Given data below:

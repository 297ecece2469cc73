#![cfg(unix)]

use std::path::PathBuf;
use std::time::Duration;

use agentrelay_core::config::{RuntimeOptions, WorkerCommand};
use agentrelay_core::runtime::{
    ExitPhase, RuntimeEvent, RuntimeStatus, RuntimeSupervisor, StartOutcome, SupervisorError,
};
use tempfile::TempDir;
use tokio::sync::broadcast;

const TIMEOUT: Duration = Duration::from_secs(10);

/// A worker script run through `sh`, which receives `--host H --port P`.
fn worker(dir: &TempDir, name: &str, body: &str) -> WorkerCommand {
    let path: PathBuf = dir.path().join(name);
    std::fs::write(&path, body).unwrap();
    WorkerCommand::new("sh").with_entrypoint(path)
}

fn options(port: u16) -> RuntimeOptions {
    RuntimeOptions {
        port,
        ..RuntimeOptions::default()
    }
}

async fn next_exit(events: &mut broadcast::Receiver<RuntimeEvent>) -> RuntimeEvent {
    tokio::time::timeout(TIMEOUT, async {
        loop {
            let event = events.recv().await.unwrap();
            if matches!(event, RuntimeEvent::Exited { .. }) {
                return event;
            }
        }
    })
    .await
    .expect("worker did not exit")
}

async fn collect_until_ready(events: &mut broadcast::Receiver<RuntimeEvent>) -> Vec<RuntimeEvent> {
    tokio::time::timeout(TIMEOUT, async {
        let mut seen = Vec::new();
        loop {
            let event = events.recv().await.unwrap();
            let done = matches!(event, RuntimeEvent::Ready { .. });
            seen.push(event);
            if done {
                return seen;
            }
        }
    })
    .await
    .expect("worker never became ready")
}

#[tokio::test]
async fn readiness_split_across_writes_then_graceful_stop() {
    let dir = TempDir::new().unwrap();
    let supervisor = RuntimeSupervisor::new(worker(
        &dir,
        "worker.sh",
        r#"echo "booting on $2"
echo "warming up" >&2
printf 'AGENTRELAY RE'
sleep 0.2
echo "ADY $4"
exec sleep 30
"#,
    ));
    let mut events = supervisor.subscribe();

    let outcome = supervisor.start(options(6123)).await.unwrap();
    assert!(matches!(outcome, StartOutcome::Started { pid: Some(_) }));
    assert_eq!(
        supervisor.start(options(6123)).await.unwrap(),
        StartOutcome::AlreadyRunning
    );

    assert_eq!(
        supervisor.wait_ready(TIMEOUT).await.unwrap(),
        ("127.0.0.1".to_string(), 6123)
    );

    let seen = collect_until_ready(&mut events).await;
    let logs: Vec<&str> = seen
        .iter()
        .filter_map(|e| match e {
            RuntimeEvent::Log { line } => Some(line.as_str()),
            _ => None,
        })
        .collect();
    assert_eq!(logs, vec!["booting on 127.0.0.1", "AGENTRELAY READY 6123"]);
    assert_eq!(
        seen.iter()
            .filter(|e| matches!(e, RuntimeEvent::Ready { .. }))
            .count(),
        1
    );

    assert!(supervisor.stop().await.unwrap());
    assert!(!supervisor.stop().await.unwrap());
    assert_eq!(supervisor.status(), RuntimeStatus::Stopped);

    match next_exit(&mut events).await {
        RuntimeEvent::Exited { signal, phase, .. } => {
            assert_eq!(signal, Some(15));
            assert_eq!(phase, ExitPhase::AfterReady);
        }
        other => panic!("unexpected event {other:?}"),
    }
    assert!(!supervisor.is_ready());
}

#[tokio::test]
async fn exit_before_readiness_is_reported_as_such() {
    let dir = TempDir::new().unwrap();
    let supervisor = RuntimeSupervisor::new(worker(
        &dir,
        "crash.sh",
        "echo 'missing dependency' >&2\nexit 3\n",
    ));
    let mut events = supervisor.subscribe();

    supervisor.start(options(6124)).await.unwrap();

    let err = supervisor.wait_ready(TIMEOUT).await.unwrap_err();
    assert!(matches!(
        err,
        SupervisorError::ExitedBeforeReady {
            code: Some(3),
            signal: None
        }
    ));

    let mut saw_stderr = false;
    let exit = tokio::time::timeout(TIMEOUT, async {
        loop {
            match events.recv().await.unwrap() {
                RuntimeEvent::ErrorLog { chunk } => {
                    saw_stderr |= chunk.contains("missing dependency");
                }
                event @ RuntimeEvent::Exited { .. } => return event,
                _ => {}
            }
        }
    })
    .await
    .unwrap();

    assert!(saw_stderr);
    assert_eq!(
        exit,
        RuntimeEvent::Exited {
            code: Some(3),
            signal: None,
            phase: ExitPhase::BeforeReady
        }
    );
    assert!(matches!(
        supervisor.status(),
        RuntimeStatus::Exited {
            phase: ExitPhase::BeforeReady,
            ..
        }
    ));

    // No automatic restart, but a manual one is allowed.
    assert!(matches!(
        supervisor.start(options(6124)).await.unwrap(),
        StartOutcome::Started { .. }
    ));
    supervisor.stop().await.unwrap();
}

#[tokio::test]
async fn unusable_port_falls_back_to_the_configured_one() {
    let dir = TempDir::new().unwrap();
    let supervisor = RuntimeSupervisor::new(worker(
        &dir,
        "worker.sh",
        "echo 'AGENTRELAY READY abc'\nexec sleep 30\n",
    ));

    supervisor.start(options(6125)).await.unwrap();
    assert_eq!(
        supervisor.wait_ready(TIMEOUT).await.unwrap(),
        ("127.0.0.1".to_string(), 6125)
    );
    supervisor.stop().await.unwrap();
}

#[tokio::test]
async fn a_previous_worker_exiting_does_not_touch_the_new_one() {
    let dir = TempDir::new().unwrap();
    // Ignores SIGTERM for a moment so its exit lands after the restart.
    let supervisor = RuntimeSupervisor::new(worker(
        &dir,
        "worker.sh",
        r#"trap 'sleep 0.5; exit 0' TERM
echo "AGENTRELAY READY $4"
while true; do sleep 0.1; done
"#,
    ));
    let mut events = supervisor.subscribe();

    supervisor.start(options(6126)).await.unwrap();
    supervisor.wait_ready(TIMEOUT).await.unwrap();

    supervisor.stop().await.unwrap();
    supervisor.start(options(6127)).await.unwrap();
    assert_eq!(
        supervisor.wait_ready(TIMEOUT).await.unwrap(),
        ("127.0.0.1".to_string(), 6127)
    );

    // The first worker's exit still gets reported...
    assert!(matches!(
        next_exit(&mut events).await,
        RuntimeEvent::Exited {
            phase: ExitPhase::AfterReady,
            ..
        }
    ));
    // ...but the new worker stays ready.
    assert_eq!(
        supervisor.status(),
        RuntimeStatus::Ready {
            host: "127.0.0.1".to_string(),
            port: 6127
        }
    );

    supervisor.stop().await.unwrap();
}

#[tokio::test]
async fn missing_executable_is_a_spawn_failure() {
    let supervisor = RuntimeSupervisor::new(WorkerCommand::new("/nonexistent/agentrelay-worker"));
    let err = supervisor.start(options(6128)).await.unwrap_err();
    assert!(err.is_spawn_failure());
    assert_eq!(supervisor.status(), RuntimeStatus::Stopped);
}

End of Given data.

How to complete this task
Would you show every line in the data above that contains the string "name"?

Response to the task
fn worker(dir: &TempDir, name: &str, body: &str) -> WorkerCommand {
    let path: PathBuf = dir.path().join(name);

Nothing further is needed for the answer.